Avoir fait abstraction de l’empreinte du temps contenu dans une oeuvre, fera qu’au bout du compte, c’est cette abstraction qui aura valeur de vérité, qui fera autorité. Ce faisant, l’abstraction devient ce qui se substitue à ce point vivant où une oeuvre prend naissance au sein d’une temporalité qu’elle-même introduit et qui continue à la constituer après son achèvement même. En vue de cette substitution, ce n’est plus l’origine d’une oeuvre que nous approchons, mais c’est l’œuvre que nous faisons devenir virtuelle.
Le vernis posé sur une peinture est la dernière parole qu’un peintre y prononce. Après, il ne touchera plus jamais aux paroles qui composent sa peinture. Le vernissage n’exclut pas la parole du temps sur l’œuvre. Le temps n’exclue pas la parole d’une oeuvre. Il nous aide à ne pas nous suffire à nous-mêmes dans notre façon de voir et de penser. Il nous apprend à ne pas posséder. 

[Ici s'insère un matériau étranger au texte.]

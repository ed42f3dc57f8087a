//! Transcript selection across languages and formats.
//!
//! Caption downloads produce one file per (language, format) pair, and any
//! of them may be missing or empty. Candidates are tried in a fixed order and
//! the first one that yields text wins.

use tracing::{debug, info, instrument};
use ytextract_shared::{ExtractError, Result, Transcript, TranscriptOptions, VideoId};

use crate::formats::{SubtitleFormat, parse_subtitle};

/// Fallback language when the requested one has no captions.
const FALLBACK_LANGUAGE: &str = "en";

/// Suffix of auto-translated-from-original tracks (`es-orig`).
const ORIGINAL_SUFFIX: &str = "-orig";

/// Provides raw subtitle documents by language and format.
///
/// Implementations read from wherever the captions were saved; returning
/// `None` means "no such file".
pub trait SubtitleSource {
    fn fetch(&self, language: &str, format: SubtitleFormat) -> Option<String>;
}

impl<F> SubtitleSource for F
where
    F: Fn(&str, SubtitleFormat) -> Option<String>,
{
    fn fetch(&self, language: &str, format: SubtitleFormat) -> Option<String> {
        self(language, format)
    }
}

/// Languages to try, most preferred first, without duplicates.
///
/// `es` → `[es, es-orig, en, en-orig]`; no language → `[en, en-orig]`.
pub fn language_candidates(requested: Option<&str>) -> Vec<String> {
    let mut candidates: Vec<String> = Vec::with_capacity(4);
    let requested = requested.map(str::trim).filter(|lang| !lang.is_empty());

    for lang in requested.into_iter().chain([FALLBACK_LANGUAGE]) {
        for candidate in [lang.to_string(), format!("{lang}{ORIGINAL_SUFFIX}")] {
            if !candidates.contains(&candidate) {
                candidates.push(candidate);
            }
        }
    }

    candidates
}

/// Pick the first (format, language) candidate that yields a non-empty
/// transcript.
///
/// Formats are tried in [`SubtitleFormat::PREFERENCE`] order and, within a
/// format, languages in [`language_candidates`] order. A candidate that fails
/// to decode is skipped.
#[instrument(skip_all, fields(video_id = %video_id))]
pub fn select_transcript(
    video_id: &VideoId,
    source: &impl SubtitleSource,
    opts: &TranscriptOptions,
) -> Result<Transcript> {
    let languages = language_candidates(opts.language.as_deref());

    for format in SubtitleFormat::PREFERENCE {
        for language in &languages {
            let Some(raw) = source.fetch(language, format) else {
                continue;
            };

            match parse_subtitle(&raw, format) {
                Ok(parsed) if !parsed.is_empty() => {
                    info!(
                        %format,
                        language = %language,
                        segments = parsed.segments.len(),
                        "transcript selected"
                    );
                    return Ok(Transcript {
                        video_id: video_id.clone(),
                        video_url: video_id.watch_url(),
                        language: language.clone(),
                        text: parsed.text,
                        segments: parsed.segments,
                    });
                }
                Ok(_) => debug!(%format, language = %language, "candidate has no text"),
                Err(e) => debug!(%format, language = %language, error = %e, "candidate failed to decode"),
            }
        }
    }

    Err(ExtractError::NoTranscript {
        video_id: video_id.to_string(),
    })
}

C’est cette parole de la dépossession que la restauration refuse.
Qui supporte aujourd’hui l’idée qu’une oeuvre puisse être vivante et mourir ?! (1)

Et qu’en est-il des mots ? des mots avec lesquelles nous parlons aujourd’hui ? avec lesquels nous racontons l’histoire, avec lesquels nous la faisons ?
Les mots que nous prononçons ne sont pas hors du monde. Les formes de nos pensées n’y sont pas illusoires. Elles sont absolument réelles, visibles partout, physiquement, matériellement, spirituellement, dans tout ce qui peut composer les structures et l’organisation des formes par lesquelles un individu ou une société s’expriment tant qu’un lien est maintenu avec ce qui les entoure.